◆ **TASK STATEMENT**
Of the lines below, report only those that contain "values".

(Beginning of THE RECORDS)

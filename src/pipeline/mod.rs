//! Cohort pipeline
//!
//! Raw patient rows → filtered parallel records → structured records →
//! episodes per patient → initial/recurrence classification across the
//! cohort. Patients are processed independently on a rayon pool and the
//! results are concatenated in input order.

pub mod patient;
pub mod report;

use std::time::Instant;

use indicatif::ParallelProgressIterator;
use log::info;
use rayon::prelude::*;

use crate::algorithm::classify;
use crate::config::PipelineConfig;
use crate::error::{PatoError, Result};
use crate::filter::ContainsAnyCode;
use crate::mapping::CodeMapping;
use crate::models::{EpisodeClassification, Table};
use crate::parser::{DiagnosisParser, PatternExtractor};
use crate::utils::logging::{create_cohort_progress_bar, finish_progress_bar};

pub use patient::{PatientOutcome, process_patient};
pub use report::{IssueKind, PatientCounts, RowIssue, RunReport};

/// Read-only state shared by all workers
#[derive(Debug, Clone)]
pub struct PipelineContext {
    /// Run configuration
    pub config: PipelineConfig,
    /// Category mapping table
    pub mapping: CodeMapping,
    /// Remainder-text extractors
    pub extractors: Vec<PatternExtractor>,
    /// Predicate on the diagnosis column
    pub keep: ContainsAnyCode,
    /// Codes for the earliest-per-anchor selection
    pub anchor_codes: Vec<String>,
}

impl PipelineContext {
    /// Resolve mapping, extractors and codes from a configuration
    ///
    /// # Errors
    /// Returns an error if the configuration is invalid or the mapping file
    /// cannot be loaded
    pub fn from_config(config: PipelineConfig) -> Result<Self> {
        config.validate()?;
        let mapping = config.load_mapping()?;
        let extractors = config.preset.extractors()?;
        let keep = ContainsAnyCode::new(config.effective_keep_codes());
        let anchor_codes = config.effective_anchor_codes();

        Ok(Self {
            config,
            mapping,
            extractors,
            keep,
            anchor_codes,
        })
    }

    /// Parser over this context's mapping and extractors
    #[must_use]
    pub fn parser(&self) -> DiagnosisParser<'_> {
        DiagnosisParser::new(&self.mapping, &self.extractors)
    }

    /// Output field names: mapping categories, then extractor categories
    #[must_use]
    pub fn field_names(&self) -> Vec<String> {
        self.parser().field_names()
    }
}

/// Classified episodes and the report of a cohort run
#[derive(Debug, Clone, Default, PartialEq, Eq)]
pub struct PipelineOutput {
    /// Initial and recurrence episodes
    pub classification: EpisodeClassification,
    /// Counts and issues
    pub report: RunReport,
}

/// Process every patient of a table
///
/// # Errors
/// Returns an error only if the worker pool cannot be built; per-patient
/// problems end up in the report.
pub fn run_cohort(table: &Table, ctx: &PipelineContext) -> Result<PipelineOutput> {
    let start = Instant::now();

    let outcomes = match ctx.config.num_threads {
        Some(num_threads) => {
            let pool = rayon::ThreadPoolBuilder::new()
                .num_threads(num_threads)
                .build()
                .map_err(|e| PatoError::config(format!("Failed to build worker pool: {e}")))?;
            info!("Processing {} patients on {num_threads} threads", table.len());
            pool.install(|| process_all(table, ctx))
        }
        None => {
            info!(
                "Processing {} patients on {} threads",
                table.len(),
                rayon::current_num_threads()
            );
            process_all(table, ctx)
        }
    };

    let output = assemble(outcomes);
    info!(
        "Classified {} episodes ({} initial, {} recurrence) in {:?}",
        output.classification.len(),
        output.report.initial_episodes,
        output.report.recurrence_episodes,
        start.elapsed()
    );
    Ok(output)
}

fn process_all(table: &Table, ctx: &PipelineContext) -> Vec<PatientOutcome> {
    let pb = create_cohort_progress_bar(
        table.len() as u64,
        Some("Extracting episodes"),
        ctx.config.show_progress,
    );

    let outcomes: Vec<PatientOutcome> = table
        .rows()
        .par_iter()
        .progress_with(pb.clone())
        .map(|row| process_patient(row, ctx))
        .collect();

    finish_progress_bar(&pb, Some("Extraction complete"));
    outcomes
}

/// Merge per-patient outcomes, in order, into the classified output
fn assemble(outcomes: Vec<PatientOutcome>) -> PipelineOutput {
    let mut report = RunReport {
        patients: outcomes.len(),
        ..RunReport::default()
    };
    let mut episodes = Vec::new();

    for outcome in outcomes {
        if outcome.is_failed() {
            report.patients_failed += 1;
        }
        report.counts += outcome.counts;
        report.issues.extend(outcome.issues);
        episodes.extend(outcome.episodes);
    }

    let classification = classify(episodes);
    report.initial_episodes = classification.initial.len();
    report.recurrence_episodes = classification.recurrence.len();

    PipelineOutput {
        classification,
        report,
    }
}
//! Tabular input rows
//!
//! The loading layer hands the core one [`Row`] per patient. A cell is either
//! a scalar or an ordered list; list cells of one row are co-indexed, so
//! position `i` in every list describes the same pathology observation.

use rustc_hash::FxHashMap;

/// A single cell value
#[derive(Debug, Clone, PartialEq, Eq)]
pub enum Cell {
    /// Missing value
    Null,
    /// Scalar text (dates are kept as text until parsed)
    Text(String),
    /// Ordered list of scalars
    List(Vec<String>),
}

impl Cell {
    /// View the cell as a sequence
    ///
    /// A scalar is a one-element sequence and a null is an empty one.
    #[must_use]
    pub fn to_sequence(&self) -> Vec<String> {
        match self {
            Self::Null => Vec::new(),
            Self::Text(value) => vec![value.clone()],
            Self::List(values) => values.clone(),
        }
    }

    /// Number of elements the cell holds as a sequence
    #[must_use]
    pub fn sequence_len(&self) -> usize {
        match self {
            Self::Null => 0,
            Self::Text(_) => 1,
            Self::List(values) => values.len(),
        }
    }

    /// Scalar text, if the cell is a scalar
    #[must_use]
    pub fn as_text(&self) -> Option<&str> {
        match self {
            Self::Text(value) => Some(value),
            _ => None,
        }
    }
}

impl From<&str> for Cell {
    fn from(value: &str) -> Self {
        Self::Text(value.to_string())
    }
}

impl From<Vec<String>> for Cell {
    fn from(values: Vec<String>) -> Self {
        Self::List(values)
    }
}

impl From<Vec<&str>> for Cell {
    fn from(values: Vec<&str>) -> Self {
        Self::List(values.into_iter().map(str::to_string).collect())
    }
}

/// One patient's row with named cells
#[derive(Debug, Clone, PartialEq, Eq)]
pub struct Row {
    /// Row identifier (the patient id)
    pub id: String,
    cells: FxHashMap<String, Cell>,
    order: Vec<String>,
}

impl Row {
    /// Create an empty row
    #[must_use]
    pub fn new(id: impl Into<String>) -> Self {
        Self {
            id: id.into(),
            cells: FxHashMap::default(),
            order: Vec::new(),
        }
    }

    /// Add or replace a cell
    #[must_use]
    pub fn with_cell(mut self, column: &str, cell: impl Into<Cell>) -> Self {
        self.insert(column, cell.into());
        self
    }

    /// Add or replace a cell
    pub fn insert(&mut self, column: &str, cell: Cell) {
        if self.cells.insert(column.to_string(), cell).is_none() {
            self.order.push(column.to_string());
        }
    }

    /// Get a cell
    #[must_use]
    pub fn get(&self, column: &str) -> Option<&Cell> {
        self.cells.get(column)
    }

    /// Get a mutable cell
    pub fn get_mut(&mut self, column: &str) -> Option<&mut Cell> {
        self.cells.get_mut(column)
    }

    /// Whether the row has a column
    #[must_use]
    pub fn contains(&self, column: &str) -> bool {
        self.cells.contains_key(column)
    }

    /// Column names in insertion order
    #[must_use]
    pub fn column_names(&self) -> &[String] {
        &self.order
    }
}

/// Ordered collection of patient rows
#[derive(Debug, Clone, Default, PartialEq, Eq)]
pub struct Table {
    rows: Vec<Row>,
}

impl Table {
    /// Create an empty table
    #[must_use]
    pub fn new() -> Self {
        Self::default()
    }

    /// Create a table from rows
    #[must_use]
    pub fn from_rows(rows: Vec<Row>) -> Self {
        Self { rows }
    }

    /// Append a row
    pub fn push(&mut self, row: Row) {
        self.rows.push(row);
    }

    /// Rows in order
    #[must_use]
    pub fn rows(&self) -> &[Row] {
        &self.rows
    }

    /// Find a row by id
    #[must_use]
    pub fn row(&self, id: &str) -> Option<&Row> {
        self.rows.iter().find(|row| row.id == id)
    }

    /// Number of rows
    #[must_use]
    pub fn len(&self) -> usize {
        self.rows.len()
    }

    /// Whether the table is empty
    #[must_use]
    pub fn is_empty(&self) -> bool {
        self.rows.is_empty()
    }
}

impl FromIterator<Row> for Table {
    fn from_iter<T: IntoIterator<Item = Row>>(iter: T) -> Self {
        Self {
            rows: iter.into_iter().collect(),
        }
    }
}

(End of THE RECORDS)

◆ **RESPONSE AREA**
            Self::List(values) => values.clone(),
            Self::List(values) => values.len(),
    fn from(values: Vec<String>) -> Self {
        Self::List(values)
    fn from(values: Vec<&str>) -> Self {
        Self::List(values.into_iter().map(str::to_string).collect())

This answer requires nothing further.